Das ist also das Bild, das Taissa so lange vor mir versteckt hat. Ihr letztes Geheimnis ist damit wohl endlich gelüftet. Ich zwinge mir selbst ein Lächeln auf, um mich erleichtert fühlen zu können. Ich muss wie ein Idiot aussehen, wie ich hier ganz allein stehe und dieses finstere Albtraumbild angrinse, als wären wir alte Freunde. Doch das ist der Punkt. Ich bin allein. Niemand sieht mich bei diesem kleinen Nervenzusammenbruch, der vermutlich gerade passiert, ohne dass ich es recht wahrnehme. Dieses Bild ist das letzte, was mir von Taissa geblieben ist. Abgesehen ihrem Geburtstagsgeschenk und den ganzen gemeinsamen Erinnerungen zumindest. Deshalb ist mir auch klar, was ich jetzt zu tun habe.

Fast schon behutsam decke ich das Kunstwerk, das zeigt, was hätte sein können, wieder mit dem Handtuch ab und entferne es dann von der Staffelei, die als letzter Zeuge in diesem Haus zurückbleiben wird. Ein bisschen komme ich mir wie ein Feuerwehrmann vor, der ein Kind aus seinem Flammengrab rettet, während ich das Bild aus dem Haus trage und mich auf den Heimweg mache.

Hätte ich nicht gewusst, dass meine Stimme mir gerade ihren Dienst versagen würde, hätte ich wohl über diesen Gedanken gelacht. Ich werde wohl nie wieder davon loskommen, mich selbst als irgendeinen tapferen Helden sehen zu wollen. Das haben mir alle anderen immerhin lange genug eingeredet. Doch wäre ich ein echter Held, würde wohl nicht so etwas Leichtes wie ein Gemälde so schwer auf meinen Armen lasten, dass ich das Gefühl habe, an dieser Last zu zerbrechen. Doch ich will das Bild mit nach Hause nehmen. Um Taissa zumindest ein bisschen näher sein zu können. Sie hätte wohl auch gewollt, dass ich ihr Geschenk aus der Leere rette. Wie ich es damals wohl mit ihr getan habe und was das Bild mir regelrecht entgegen zu schreien scheint.

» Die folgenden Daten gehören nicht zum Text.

//! Role record fan-out
//!
//! Builds the role-specific profile row from a validated registration and
//! the link id assigned by the entrysense store. Pure construction; the
//! coordinator performs the actual inserts.

use super::request::{Registration, Role};

/// The role-specific profile to insert into the entrysense store
#[derive(Debug, Clone, PartialEq, Eq)]
pub enum RoleRecord {
    Student(StudentRecord),
    Employee(EmployeeRecord),
    Guest(GuestRecord),
}

#[derive(Debug, Clone, PartialEq, Eq)]
pub struct StudentRecord {
    pub student_id: String,
    pub first_name: String,
    pub middle_name: String,
    pub last_name: String,
    pub department: String,
    pub course: String,
    pub photo: String,
}

#[derive(Debug, Clone, PartialEq, Eq)]
pub struct EmployeeRecord {
    pub employee_id: String,
    pub first_name: String,
    pub middle_name: String,
    pub last_name: String,
    pub department: String,
    pub position: String,
    pub photo: String,
}

#[derive(Debug, Clone, PartialEq, Eq)]
pub struct GuestRecord {
    pub guest_id: String,
    pub first_name: String,
    pub middle_name: String,
    pub last_name: String,
    pub purpose: String,
    pub photo: String,
}

impl RoleRecord {
    /// The generated human-readable identifier, e.g. `S-0042`
    pub fn generated_id(&self) -> &str {
        match self {
            RoleRecord::Student(r) => &r.student_id,
            RoleRecord::Employee(r) => &r.employee_id,
            RoleRecord::Guest(r) => &r.guest_id,
        }
    }
}

/// Format the generated identifier: role prefix plus the link id zero-padded
/// to four digits. Wider ids are not truncated.
fn generated_id(prefix: char, link_id: i64) -> String {
    format!("{}-{:04}", prefix, link_id)
}

/// Build the role record for a registration, keyed by the link id the
/// entrysense store assigned. Roles outside the recognized set get no role
/// record; the registration still completes with identity + link rows only.
pub fn build_role_record(registration: &Registration, link_id: i64) -> Option<RoleRecord> {
    match &registration.role {
        Role::Student => Some(RoleRecord::Student(StudentRecord {
            student_id: generated_id('S', link_id),
            first_name: registration.first_name.clone(),
            middle_name: registration.middle_initial.clone(),
            last_name: registration.last_name.clone(),
            department: registration.department.clone(),
            course: registration.course_or_position.clone(),
            photo: registration.photo.clone(),
        })),
        Role::Employee => Some(RoleRecord::Employee(EmployeeRecord {
            employee_id: generated_id('E', link_id),
            first_name: registration.first_name.clone(),
            middle_name: registration.middle_initial.clone(),
            last_name: registration.last_name.clone(),
            department: registration.department.clone(),
            position: registration.course_or_position.clone(),
            photo: registration.photo.clone(),
        })),
        Role::Guest => Some(RoleRecord::Guest(GuestRecord {
            guest_id: generated_id('G', link_id),
            first_name: registration.first_name.clone(),
            middle_name: registration.middle_initial.clone(),
            last_name: registration.last_name.clone(),
            purpose: registration.course_or_position.clone(),
            photo: registration.photo.clone(),
        })),
        Role::Other(_) => None,
    }
}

Zu Hause angekommen, mache ich mich sofort daran, das Bild über meinem Bett aufzuhängen. Ich weiß jetzt schon, dass es für Streit sorgen wird, sobald meine Eltern von seiner Existenz erfahren werden. Dann werde ich endlich meine Geheimnisse lüften müssen, fürchte ich. Doch das macht mir keine Angst mehr. Was sollen meine Eltern schon groß tun? Mich umbringen? Da kommen sie etwas spät. Enttäuscht sein? Vielleicht, aber immerhin nicht für eine lange Zeit. Ich habe mich noch nie so sorglos gefühlt wie in diesem Moment. Ob das an dem Bild liegt, das mir endlich klar zeigt, was die ganze Zeit über tief in Taissas Innerem vorgegangen ist? Vielleicht. Vielleicht ist es aber auch der Schwindel, der mich wieder überkommt und meine Sicht verschwimmen lässt.

Diese kleine Reise ist wohl doch etwas anstrengender gewesen, als ich gedacht hätte. Alle Kräfte, die ich vorhin noch zu haben geglaubt habe, haben mich nun verlassen. Ich habe kaum noch Zeit, sicherzugehen, dass das Bild auch wirklich an der Wand hängt und mir nicht in den nächsten paar Sekunden auf den Kopf fällt, ehe ich mich schon hinlegen muss. Mein Hirn ist wieder so verwirrt, dass sich die Welt um mich herum viel zu schnell im Kreis dreht. Ich wünschte, es würde einfach aufhören. Das Drehen, die Übelkeit, die Schmerzen, der Tumor. Einfach alles soll aufhören.

Und als hätte irgendeine höhere Macht meine Bitte erhört, werde ich schon im nächsten Moment von ein paar tanzenden schwarzen Punkten in die Bewusstlosigkeit geführt.